Post-scriptum: в «Страннике» у Зайцева есть замечание, не знаю откуда взятое, будто Лев Толстой перед смертью «плакал старческими слезами» над стихами Пушкина:
и считал эти стихи «лучшими во всей мировой литературе». Помнил ли Толстой, — и помнит ли Зайцев, — что Некрасов, умирая, повторял те же самые стихи, так же называл их «лучшими», о чем есть запись в его дневнике?
КОНЧИНА Ф. К. СОЛОГУБА. –
ТЭФФИ. –
ТИХОНОВ
Во всех советских статьях и заметках по поводу смерти Сологуба встречается одна и та же мысль: Сологуб умер для читателей задолго до своей физической смерти, Сологуб – обломок прошлого, чужд широким массам. В той форме, в которой они были высказаны, эти утверждения коробят и даже ужасают своей беспредельной самодовольно-самоуверенной (хотелось бы думать, притворной) глупостью — всем тем, что составляет тайну наиболее рьяных из московских журналистов. Но в обозвании Сологуба «обломком» есть какая-то правда. Только она нисколько не унизительна для покойного поэта. Всякий человек есть одновременно нечто отдельное, обособленное, и часть целого — член какого-то «коллектива», говоря по-советски.
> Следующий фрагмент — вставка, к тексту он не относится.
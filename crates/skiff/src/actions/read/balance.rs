use crate::account::AccountHandle;
use crate::actions::schema::{Args, Field, FieldType, Schema};
use crate::actions::{u256_to_u128_saturating, Descriptor, StandardAction};
use crate::amount;
use crate::chains::evm::EvmChain;
use crate::config;
use crate::errors::{ActionError, ActionOutput, ActionResult};
use async_trait::async_trait;
use serde_json::json;

static FIELDS: &[Field] = &[Field::optional(
    "tokens",
    FieldType::StringArray,
    "ERC-20 contract addresses to include. The native balance is always returned.",
)];

static DESCRIPTOR: Descriptor = Descriptor {
    name: "get_balance",
    description: "Get native and ERC-20 token balances for the Smart Account.",
    schema: Schema { fields: FIELDS },
    requires_account: true,
};

pub struct GetBalance;

#[async_trait]
impl StandardAction for GetBalance {
    fn descriptor(&self) -> &'static Descriptor {
        &DESCRIPTOR
    }

    async fn run(&self, account: &AccountHandle<'_>, args: &Args) -> ActionResult {
        let owner = match account.address().await {
            Ok(a) => a,
            Err(e) => return Err(ActionError::upstream("failed to resolve account address", &e)),
        };

        let (native_symbol, native_decimals) = config::chain_for_id(account.chain.chain_id)
            .map(|c| (c.native_symbol, c.native_decimals))
            .unwrap_or(("NATIVE", 18));

        let mut lines = Vec::new();
        let mut data = Vec::new();

        match account.chain.get_native_balance(owner).await {
            Ok(v) => {
                let ui = amount::format_units(u256_to_u128_saturating(v), native_decimals)
                    .unwrap_or_else(|_| v.to_string());
                lines.push(format!("{native_symbol}: {ui}"));
                data.push(json!({ "token": "native", "symbol": native_symbol, "balance": ui }));
            }
            Err(e) => return Err(ActionError::upstream("failed to read native balance", &e)),
        }

        for token in args.str_list("tokens").unwrap_or_default() {
            let addr = match EvmChain::parse_address(token) {
                Ok(a) => a,
                Err(_) => {
                    return Err(ActionError::new(
                        "invalid_arguments",
                        format!("not a token contract address: {token}"),
                    ))
                }
            };
            match account.chain.get_erc20_balance(addr, owner).await {
                Ok((v, meta)) => {
                    let ui = amount::format_units(
                        u256_to_u128_saturating(v),
                        u32::from(meta.decimals),
                    )
                    .unwrap_or_else(|_| v.to_string());
                    lines.push(format!("{} ({token}): {ui}", meta.symbol));
                    data.push(json!({ "token": token, "symbol": meta.symbol, "balance": ui }));
                }
                Err(e) => {
                    return Err(ActionError::upstream(
                        &format!("failed to read balance of {token}"),
                        &e,
                    ))
                }
            }
        }

        Ok(ActionOutput::with_data(
            format!(
                "Balances for {owner} on {}:\n{}",
                account.chain.name,
                lines.join("\n")
            ),
            json!({ "address": owner.to_string(), "balances": data }),
        ))
    }
}
//! Encrypted-balance token operations. Zero-knowledge proofs come from the
//! prover service; the token contract verifies them on chain. The viewing
//! keypair is derived deterministically from an owner-key signature, so the
//! same wallet always controls the same encrypted balance.

use crate::chains::evm::EvmChain;
use alloy::{
    primitives::{keccak256, Address, Bytes, B256},
    signers::{local::PrivateKeySigner, SignerSync as _},
    sol,
    sol_types::SolCall as _,
};
use eyre::Context as _;
use serde_json::{json, Value};
use std::time::Duration;

const PROVER_TIMEOUT: Duration = Duration::from_secs(45);

/// Signed once by the owner key to derive the viewing keypair. Changing
/// this string would orphan every registered balance.
const KEY_DERIVATION_MESSAGE: &str =
    "Derive encrypted-balance viewing key\nDo not sign this message outside your wallet agent.";

sol! {
    #[sol(rpc)]
    contract IConfidentialToken {
        function isRegistered(address account) external view returns (bool);
        function balanceOf(address account) external view returns (bytes);
        function register(bytes publicKey, bytes proof) external;
        function transfer(address to, bytes encryptedAmount, bytes proof) external;
    }
}

#[derive(Debug, Clone)]
pub struct RegistrationProof {
    pub public_key: Bytes,
    pub proof: Bytes,
}

#[derive(Debug, Clone)]
pub struct TransferProof {
    pub encrypted_amount: Bytes,
    pub proof: Bytes,
}

/// Derive the deterministic viewing-key seed from the owner signer. This is
/// the bridge between the account's ECDSA key and the encrypted-balance
/// scheme's own keypair.
pub fn derive_viewing_seed(signer: &PrivateKeySigner) -> eyre::Result<B256> {
    let sig = signer
        .sign_message_sync(KEY_DERIVATION_MESSAGE.as_bytes())
        .context("sign key-derivation message")?;
    Ok(keccak256(sig.as_bytes()))
}

pub fn register_calldata(reg: &RegistrationProof) -> Bytes {
    Bytes::from(
        IConfidentialToken::registerCall {
            publicKey: reg.public_key.clone(),
            proof: reg.proof.clone(),
        }
        .abi_encode(),
    )
}

pub fn transfer_calldata(to: Address, proof: &TransferProof) -> Bytes {
    Bytes::from(
        IConfidentialToken::transferCall {
            to,
            encryptedAmount: proof.encrypted_amount.clone(),
            proof: proof.proof.clone(),
        }
        .abi_encode(),
    )
}

pub async fn is_registered(
    chain: &EvmChain,
    token: Address,
    account: Address,
) -> eyre::Result<bool> {
    let provider = chain.provider()?;
    let c = IConfidentialToken::new(token, &provider);
    c.isRegistered(account)
        .call()
        .await
        .context("isRegistered call")
}

pub async fn encrypted_balance(
    chain: &EvmChain,
    token: Address,
    account: Address,
) -> eyre::Result<Bytes> {
    let provider = chain.provider()?;
    let c = IConfidentialToken::new(token, &provider);
    c.balanceOf(account).call().await.context("balanceOf call")
}

#[derive(Debug, Clone)]
pub struct ConfidentialClient {
    base_url: String,
    client: reqwest::Client,
}

impl ConfidentialClient {
    pub fn new(base_url: &str) -> eyre::Result<Self> {
        let client = reqwest::Client::builder()
            .timeout(PROVER_TIMEOUT)
            .build()
            .context("build prover http client")?;
        Ok(Self {
            base_url: base_url.trim_end_matches('/').to_owned(),
            client,
        })
    }

    async fn post(&self, path: &str, body: Value) -> eyre::Result<Value> {
        let url = format!("{}/{path}", self.base_url);
        let resp = self
            .client
            .post(url)
            .json(&body)
            .send()
            .await
            .with_context(|| format!("prover request {path}"))?;
        let status = resp.status();
        let v: Value = resp
            .json()
            .await
            .with_context(|| format!("decode prover response for {path}"))?;
        if !status.is_success() {
            let msg = v
                .get("message")
                .and_then(Value::as_str)
                .unwrap_or("proof generation failed");
            eyre::bail!("prover rejected {path} (http {status}): {msg}");
        }
        Ok(v)
    }

    fn bytes_field(v: &Value, field: &str) -> eyre::Result<Bytes> {
        v.get(field)
            .and_then(Value::as_str)
            .ok_or_else(|| eyre::eyre!("prover response missing {field}"))?
            .parse()
            .with_context(|| format!("parse {field}"))
    }

    pub async fn registration_proof(
        &self,
        seed: B256,
        account: Address,
        chain_id: u64,
    ) -> eyre::Result<RegistrationProof> {
        let v = self
            .post(
                "v1/proofs/register",
                json!({
                    "seed": seed.to_string(),
                    "account": account.to_string(),
                    "chain_id": chain_id,
                }),
            )
            .await?;
        Ok(RegistrationProof {
            public_key: Self::bytes_field(&v, "public_key")?,
            proof: Self::bytes_field(&v, "proof")?,
        })
    }

    pub async fn transfer_proof(
        &self,
        seed: B256,
        from: Address,
        to: Address,
        amount_base: u128,
        chain_id: u64,
    ) -> eyre::Result<TransferProof> {
        let v = self
            .post(
                "v1/proofs/transfer",
                json!({
                    "seed": seed.to_string(),
                    "from": from.to_string(),
                    "to": to.to_string(),
                    "amount": amount_base.to_string(),
                    "chain_id": chain_id,
                }),
            )
            .await?;
        Ok(TransferProof {
            encrypted_amount: Self::bytes_field(&v, "encrypted_amount")?,
            proof: Self::bytes_field(&v, "proof")?,
        })
    }

    /// Decrypt a balance handle with the viewing key. Returns the amount in
    /// base units as a decimal string.
    pub async fn decrypt_balance(&self, seed: B256, handle: &Bytes) -> eyre::Result<String> {
        let v = self
            .post(
                "v1/decrypt",
                json!({
                    "seed": seed.to_string(),
                    "handle": handle.to_string(),
                }),
            )
            .await?;
        v.get("amount")
            .and_then(Value::as_str)
            .map(str::to_owned)
            .ok_or_else(|| eyre::eyre!("prover response missing amount"))
    }
}

#[cfg(test)]
mod tests {
    use super::*;

    #[test]
    fn viewing_seed_is_deterministic_per_key() -> eyre::Result<()> {
        let signer = PrivateKeySigner::random();
        let a = derive_viewing_seed(&signer)?;
        let b = derive_viewing_seed(&signer)?;
        assert_eq!(a, b, "same key must derive the same seed");

        let other = PrivateKeySigner::random();
        assert_ne!(a, derive_viewing_seed(&other)?);
        Ok(())
    }

    #[test]
    fn transfer_calldata_targets_recipient() {
        let proof = TransferProof {
            encrypted_amount: Bytes::from(vec![0x01; 32]),
            proof: Bytes::from(vec![0x02; 64]),
        };
        let to = Address::repeat_byte(7);
        let data = transfer_calldata(to, &proof);
        // Recipient address is the first (padded) argument after the selector.
        assert_eq!(&data[16..36], to.as_slice());
    }
}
Этот относится не только к принадлежности национальной или сословной, но и к духовной сущности человека. Бывают эпохи, когда к смерти человека его «коллектив» не разрознен, — это случается большей частью с «коллективами», широкими по составу» растяжимыми, имеющими простые и популярные задачи. Над такими могилами произносятся бодрые речи о «продолжении заветов» и слышатся восклицания: «Он умер, но дело его живо!». Дело же всегда есть дело общее, т. е. общественное. Сказать о Сологубе, что «дело его живо», было бы такой грубой фальшью, такой явной насмешкой, что даже стилистически эти слова прозвучали бы нестерпимо. Поэтому, как вывод, напрашивается одно из двух: или у Сологуба никакого дела не было, или оно умерло вместе с ним.